There was never going to be a tougher act for Will Ferrell to follow than 2004’s classic Anchorman: The Legend of Ron Burgundy. The film is not only one of the funniest comedies of the last decade; it’s an integral part of pop culture at this stage. I rarely go for long without uttering one of Burgundy’s great one-liners. How on earth were the writers and actors behind the film supposed to top the original, a film so near perfection? Unfortunately, the sequel falls just short of the mark. While a perfectly funny, clever movie in its own right, I can’t help but think that the writers shouldn’t have messed with perfection. After all, Anchorman is kind of a big deal.

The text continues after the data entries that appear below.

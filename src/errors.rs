use axum::{
    http::StatusCode,
    response::{IntoResponse, Response},
    Json,
};
use serde::{Deserialize, Serialize};
use serde_json::json;
use utoipa::ToSchema;

fn current_request_id() -> Option<String> {
    crate::tracing::current_request_id().map(|rid| rid.as_str().to_string())
}

/// Error body returned by every REST endpoint
#[derive(Debug, Serialize, Deserialize, ToSchema)]
#[schema(example = json!({
    "error": "Bad Request",
    "message": "Validation error: size: must be between 1 and 100",
    "details": null,
    "request_id": "req-abc123xyz",
    "timestamp": "2025-03-09T10:30:00.000Z"
}))]
pub struct ErrorResponse {
    /// HTTP status category (e.g., "Not Found", "Bad Request")
    #[schema(example = "Bad Request")]
    pub error: String,
    /// Human-readable error description
    #[schema(example = "Validation error: size: must be between 1 and 100")]
    pub message: String,
    #[serde(skip_serializing_if = "Option::is_none")]
    pub details: Option<String>,
    /// Request identifier echoed from `x-request-id`
    #[serde(skip_serializing_if = "Option::is_none")]
    #[schema(example = "req-abc123xyz")]
    pub request_id: Option<String>,
    /// ISO 8601 timestamp when the error was produced
    #[schema(example = "2025-03-09T10:30:00.000Z")]
    pub timestamp: String,
}

#[derive(Debug, thiserror::Error, Serialize)]
pub enum ServiceError {
    #[error("Database error: {0}")]
    DatabaseError(
        #[from]
        #[serde(skip)]
        sea_orm::error::DbErr,
    ),

    #[error("Validation error: {0}")]
    ValidationError(String),

    #[error("Invalid input: {0}")]
    InvalidInput(String),
}

impl From<validator::ValidationErrors> for ServiceError {
    /// Flattens field errors into `field: reason` pairs, sorted by field.
    fn from(errors: validator::ValidationErrors) -> Self {
        let mut fields: Vec<String> = errors
            .field_errors()
            .into_iter()
            .map(|(field, failures)| {
                let reasons = failures
                    .iter()
                    .map(|failure| match &failure.message {
                        Some(message) => message.to_string(),
                        None => format!("invalid ({})", failure.code),
                    })
                    .collect::<Vec<_>>()
                    .join(", ");
                format!("{}: {}", field, reasons)
            })
            .collect();
        fields.sort();
        ServiceError::ValidationError(fields.join("; "))
    }
}

impl ServiceError {
    /// Returns the HTTP status code for this error.
    /// This is the single source of truth for error-to-status mapping.
    pub fn status_code(&self) -> StatusCode {
        match self {
            Self::ValidationError(_) | Self::InvalidInput(_) => StatusCode::BAD_REQUEST,
            Self::DatabaseError(_) => StatusCode::INTERNAL_SERVER_ERROR,
        }
    }

    /// Returns the error message suitable for HTTP responses.
    /// Database failures return a generic message.
    pub fn response_message(&self) -> String {
        match self {
            Self::DatabaseError(_) => "Database error".to_string(),
            _ => self.to_string(),
        }
    }

    /// Short label used as a metrics tag.
    pub fn kind(&self) -> &'static str {
        match self {
            Self::DatabaseError(_) => "database",
            Self::ValidationError(_) => "validation",
            Self::InvalidInput(_) => "invalid_input",
        }
    }
}

impl ErrorResponse {
    pub fn new(status: StatusCode, message: String) -> Self {
        Self {
            error: status.canonical_reason().unwrap_or("Error").to_string(),
            message,
            details: None,
            request_id: current_request_id(),
            timestamp: chrono::Utc::now().to_rfc3339(),
        }
    }
}

impl IntoResponse for ServiceError {
    fn into_response(self) -> Response {
        let status = self.status_code();
        let kind = self.kind();
        if status.is_server_error() {
            tracing::error!(kind, error = %self, "Dashboard request failed");
        } else {
            tracing::debug!(kind, error = %self, "Dashboard request rejected");
        }
        metrics::counter!("dashboard_http_errors_total", 1, "kind" => kind);

        (status, Json(ErrorResponse::new(status, self.response_message()))).into_response()
    }
}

The continuing story of Ron Burgundy and his amusingly inept news team picks up in New York City: Ron and his wife, fellow anchor Veronica Corningstone, have settled down into newsreading bliss. But when Ron is fired and Veronica promoted, Ron’s life takes a turn for the worse. He turns to his news team in an attempt to win back the journalism world – so far, so good. Part of the genius of Anchorman was that it focussed solely on Burgundy’s obsession with fame, fortune and reading the news: its sequel has far too much going on. Plots about marriage, news rivalry, the importance of family, the beginnings of “pop” news and a biting satire of the same all pool together to create something rather messy. Rumours abound that the original cut of the film ran to about three hours – the film could have done with another cut. It’s definitely overlong for a comedy, bloated with its own ideas and it weighs down what should be some great gags. While some of the plots are hilarious on their own – Brick’s love affair, for example – they get lost in the mishmash of ideas Ferrell and McKay have created.
It’s forgiveable that the writers have a lot of material though. Convoluted, excessive plots can be overlooked if Anchorman 2 is funny. Is it? Well…yes and no. I laughed a lot in the cinema – the jokes come thick, fast and occasionally inappropriate. Old quips are reused to brilliant comic effect. If anything, these are the funnier moments in Anchorman 2 – the new jokes don’t hold a candle to the characters of Brick Tamland or Brian Fantana. However, while I can call to mind a dozen one-liners from Anchorman, not a single joke from the sequel has stuck in my head. The film is undoubtedly funnier when rehashing old jokes, though the comic performances are once again spot on. Steve Carrell as Brick Tamland is absolutely brilliant – he’s given more screen time in this film, and never fails to incite laughter. Ferrell, too, is ludicrous and hilarious as Ron Burgundy: the man’s comic timing is impeccable, and even if the jokes aren’t fantastic, the performances of the main characters are.
Anchorman 2 is undoubtedly more satirical than its predecessor: here, not only do 1970’s male chauvinism and racism get a kicking, but so does Fox News, CNN and the like. The satire actually works brilliantly – some of the funnier parts of the film involve absolutely ridiculous news stories that anyone can see on American channels at 3am. Ron Burgundy’s sexist ways shouldn’t be funny, but they are solely because they’re so over the top and silly. The satire, like the rest of the film, occasionally feels like it’s trying too hard – the scene where Ron meets his (black, female) boss for the first time comes to mind – but on the whole the satire of the sexist, racist, silly atmosphere of the time works really well.
Given the time frame (the first film is almost a decade old!), wealth of material and cultural phenomenon of the first film, it’s easy to see why Anchorman 2 was made. Ferrell is obviously totally at home in his characters expensive suits, and he’s a joy to watch. It’s just a shame that Anchorman 2 couldn’t have been a little pared down – the madness begins to grate after almost two hours and the multi-layered plot feels bonkers just for the sake of it. Anchorman is an undisputed classic, and sadly, the sequel is by no means an unfunny film, it fails to stay as classy as the original.